I suppose it's reasonable that the Nix project doesn't want to host binary versions of lots of old packages to make this use-case fast. In that case, I'd want it to be easy to clone the binary version of those dependencies and source them locally. Maybe this could operate as something like a caching proxy in front of Nixpkgs, that will store my own permanent copy of any package that I access or build. On the other hand, keeping builds forever is expensive, so perhaps this is an opportunity for Nix to provide a commercial offering with private channel hosting and a package cache with infinite TTL.

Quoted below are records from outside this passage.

mod common;

use common::{page, provider, CannedPages};
use songmeta::{AlbumField, Platform, ScrapeError, TrackDuration, UNKNOWN};

const TRACK_URL: &str = "https://www.deezer.com/en/track/1566859182";
const ALBUM_URL: &str = "https://www.deezer.com/en/album/275547892";
const ARTIST_URL: &str = "https://www.deezer.com/artist/8706544";

fn deezer_pages() -> CannedPages {
    CannedPages::new()
        .with_fixture(TRACK_URL, "deezer_track.html")
        .with_fixture(ALBUM_URL, "deezer_album.html")
        .with_fixture(ARTIST_URL, "deezer_artist.html")
}

#[test_log::test(tokio::test)]
async fn test_song_lookup_resolves_artist_and_album() {
    let pages = deezer_pages();
    let requests = pages.requests();
    let deezer = provider(Platform::Deezer, pages, false);

    let song = deezer
        .get_song("https://www.deezer.com/es/track/1566859182?host=0")
        .await
        .expect("song lookup should succeed");

    assert_eq!(song.title, "Levitating");
    assert_eq!(song.artist, "Dua Lipa");
    assert_eq!(song.duration, TrackDuration::Millis(203000));
    assert_eq!(song.release_date, "2020-03-27");
    assert_eq!(song.genre, UNKNOWN);
    assert!(song.artwork_url.starts_with("https://cdn-images.dzcdn.net/"));

    let album = song.album.resolved().expect("album should be resolved");
    assert_eq!(album.title, "Future Nostalgia");
    assert_eq!(album.artist, "Dua Lipa");
    assert_eq!(album.release_date, "2020-03-27");
    assert_eq!(
        album.description,
        "Listen to Future Nostalgia by Dua Lipa on Deezer."
    );

    // track page, its artist, album page, the album's artist
    assert_eq!(
        *requests.borrow(),
        vec![TRACK_URL, ARTIST_URL, ALBUM_URL, ARTIST_URL]
    );
}

#[tokio::test]
async fn test_song_page_without_album_reference() {
    let pages = CannedPages::new().with_page(
        TRACK_URL,
        &page(&[
            r#"<meta property="og:title" content="SongName">"#,
            r#"<meta property="music:duration" content="210000">"#,
            r#"<meta name="music:release_date" content="2020-05-01">"#,
        ]),
    );
    let requests = pages.requests();
    let deezer = provider(Platform::Deezer, pages, false);

    let song = deezer
        .try_get_song_page("https://www.deezer.com/es/track/1566859182?host=0")
        .await
        .unwrap();
    assert_eq!(song.title, "SongName");
    assert_eq!(song.duration, TrackDuration::Millis(210000));
    assert_eq!(song.release_date, "2020-05-01");
    assert_eq!(song.album, AlbumField::Reference(UNKNOWN.to_string()));
    assert_eq!(song.artist, UNKNOWN);

    // the full lookup has nothing to resolve and makes no album request
    let song = deezer.get_song("1566859182").await.unwrap();
    assert!(song.album.is_unknown());
    assert!(requests.borrow().iter().all(|url| url == TRACK_URL));
}

#[tokio::test]
async fn test_empty_page_yields_all_unknown_fields() {
    let pages = CannedPages::new().with_page(ALBUM_URL, &page(&[]));
    let deezer = provider(Platform::Deezer, pages, false);

    let album = deezer.get_album("275547892").await.unwrap();
    assert_eq!(album, songmeta::AlbumMetadata::unknown());
}

#[tokio::test]
async fn test_experimental_backfills_release_date() {
    let pages = CannedPages::new()
        .with_fixture(TRACK_URL, "deezer_track_no_date.html")
        .with_fixture(ARTIST_URL, "deezer_artist.html");

    let song = provider(Platform::Deezer, pages.clone(), true)
        .try_get_song("1566859182")
        .await
        .unwrap();
    assert_eq!(song.release_date, "2019-11-01");
    assert_eq!(song.title, "Don't Start Now");
    assert_eq!(song.artist, "Dua Lipa");

    let song = provider(Platform::Deezer, pages, false)
        .try_get_song("1566859182")
        .await
        .unwrap();
    assert_eq!(song.release_date, UNKNOWN);
}

#[tokio::test]
async fn test_experimental_keeps_tag_release_date() {
    let pages = CannedPages::new().with_page(
        ALBUM_URL,
        &format!(
            "{}<script>window.__DZR_APP_STATE__ = {{\"DATA\":{{\"PHYSICAL_RELEASE_DATE\":\"1999-01-01\"}}}};</script>",
            page(&[r#"<meta name="music:release_date" content="2020-03-27">"#])
        ),
    );

    let album = provider(Platform::Deezer, pages, true)
        .try_get_album("275547892")
        .await
        .unwrap();
    assert_eq!(album.release_date, "2020-03-27");
}

#[tokio::test]
async fn test_missing_page_state_is_tolerated() {
    let pages = CannedPages::new().with_page(
        ALBUM_URL,
        &page(&[r#"<meta property="og:title" content="Future Nostalgia">"#]),
    );

    let album = provider(Platform::Deezer, pages, true)
        .get_album("275547892")
        .await
        .unwrap();
    assert_eq!(album.title, "Future Nostalgia");
    assert_eq!(album.release_date, UNKNOWN);
}

#[tokio::test]
async fn test_unavailable_page_returns_sentinel() {
    let deezer = provider(Platform::Deezer, CannedPages::new(), false);

    assert!(deezer.get_song("1566859182").await.is_none());
    assert!(deezer.get_album("275547892").await.is_none());

    let err = deezer.try_get_song("1566859182").await.unwrap_err();
    assert!(matches!(err, ScrapeError::PageUnavailable(url) if url == TRACK_URL));
}

#[tokio::test]
async fn test_unavailable_artist_page_leaves_artist_unknown() {
    let pages = CannedPages::new().with_fixture(ALBUM_URL, "deezer_album.html");

    let album = provider(Platform::Deezer, pages, false)
        .get_album("https://www.deezer.com/album/275547892")
        .await
        .unwrap();
    assert_eq!(album.title, "Future Nostalgia");
    assert_eq!(album.artist, UNKNOWN);
}

#[tokio::test]
async fn test_unavailable_album_fails_song_lookup() {
    let pages = CannedPages::new()
        .with_fixture(TRACK_URL, "deezer_track.html")
        .with_fixture(ARTIST_URL, "deezer_artist.html");
    let deezer = provider(Platform::Deezer, pages, false);

    assert!(deezer.get_song("1566859182").await.is_none());
    // the track page itself is fine
    let song = deezer.try_get_song_page("1566859182").await.unwrap();
    assert_eq!(
        song.album.reference(),
        Some("https://www.deezer.com/album/275547892")
    );
}

#[tokio::test]
async fn test_non_numeric_duration_returns_sentinel() {
    let pages = CannedPages::new().with_page(
        TRACK_URL,
        &page(&[
            r#"<meta property="og:title" content="SongName">"#,
            r#"<meta property="music:duration" content="three minutes">"#,
        ]),
    );
    let deezer = provider(Platform::Deezer, pages, false);

    assert!(deezer.get_song("1566859182").await.is_none());
    assert!(matches!(
        deezer.try_get_song("1566859182").await,
        Err(ScrapeError::Parse(_))
    ));
}

#[tokio::test]
async fn test_malformed_url_fails_before_fetching() {
    let pages = CannedPages::new();
    let requests = pages.requests();
    let deezer = provider(Platform::Deezer, pages, false);

    let err = deezer.try_get_song("https://deezer.com/").await.unwrap_err();
    assert!(matches!(err, ScrapeError::Locator(_)));
    assert!(requests.borrow().is_empty());
}

#[tokio::test]
async fn test_album_artist_from_name_attribute() {
    let pages = CannedPages::new()
        .with_page(
            ALBUM_URL,
            &page(&[
                r#"<meta property="og:title" content="Future Nostalgia">"#,
                &format!(r#"<meta name="music:musician" content="{ARTIST_URL}">"#),
            ]),
        )
        .with_fixture(ARTIST_URL, "deezer_artist.html");
    let requests = pages.requests();

    let album = provider(Platform::Deezer, pages, false)
        .get_album("275547892")
        .await
        .expect("album lookup should succeed");

    assert_eq!(album.title, "Future Nostalgia");
    assert_eq!(album.artist, "Dua Lipa");
    assert_eq!(*requests.borrow(), vec![ALBUM_URL, ARTIST_URL]);
}

#[tokio::test]
async fn test_song_with_two_artist_links() {
    let featured_url = "https://www.deezer.com/artist/27";
    let pages = CannedPages::new()
        .with_page(
            TRACK_URL,
            &page(&[
                r#"<meta property="og:title" content="One Kiss">"#,
                &format!(r#"<meta property="music:musician" content="{featured_url}">"#),
                &format!(r#"<meta property="music:musician" content="{ARTIST_URL}">"#),
            ]),
        )
        .with_page(
            featured_url,
            &page(&[r#"<meta property="og:title" content="Calvin Harris">"#]),
        )
        .with_fixture(ARTIST_URL, "deezer_artist.html");
    let requests = pages.requests();

    let song = provider(Platform::Deezer, pages, false)
        .get_song("1566859182")
        .await
        .expect("song lookup should succeed");

    assert_eq!(song.artist, "Calvin Harris, Dua Lipa");
    assert_eq!(song.album, AlbumField::Reference(UNKNOWN.to_string()));
    assert_eq!(*requests.borrow(), vec![TRACK_URL, featured_url, ARTIST_URL]);
}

From a technological standpoint, it's easy to pin the channel. It's as simple as creating a file like this in your project: https://github.com/catern/nix-utils/blob/master/pkgs.nix

And importing that file whenever you want to use packages from nixpkgs: https://github.com/catern/nix-utils/blob/master/default.nix

If you want to have a separate channel which you can update on your own, just fork nixpkgs on Github and point your pkgs.nix at your fork.

The Nix binary cache keeps every version of every binary in nixpkgs that's ever been built on the Nix project's build servers. (Note that that's not absolutely everything in nixpkgs, since some things aren't built centrally on the build servers for various reasons, but it's most things.)

However, I might be misunderstanding. Was there some other feature or ergonomics benefit that you were looking for?


> I suppose it's reasonable that the Nix project doesn't want to host binary versions of lots of old packages to make this use-case fast. In that case, I'd want it to be easy to clone the binary version of those dependencies and source them locally. Maybe this could operate as something like a caching proxy in front of Nixpkgs, that will store my own permanent copy of any package that I access or build.

I don't know when it will be ready, but some work has gone into backing Nix caches with IPFS, and it looks like it could be a really cool solution for making it easy to share a cache for 'extra' or 'old' packages without much infrastructure work on the parts of users.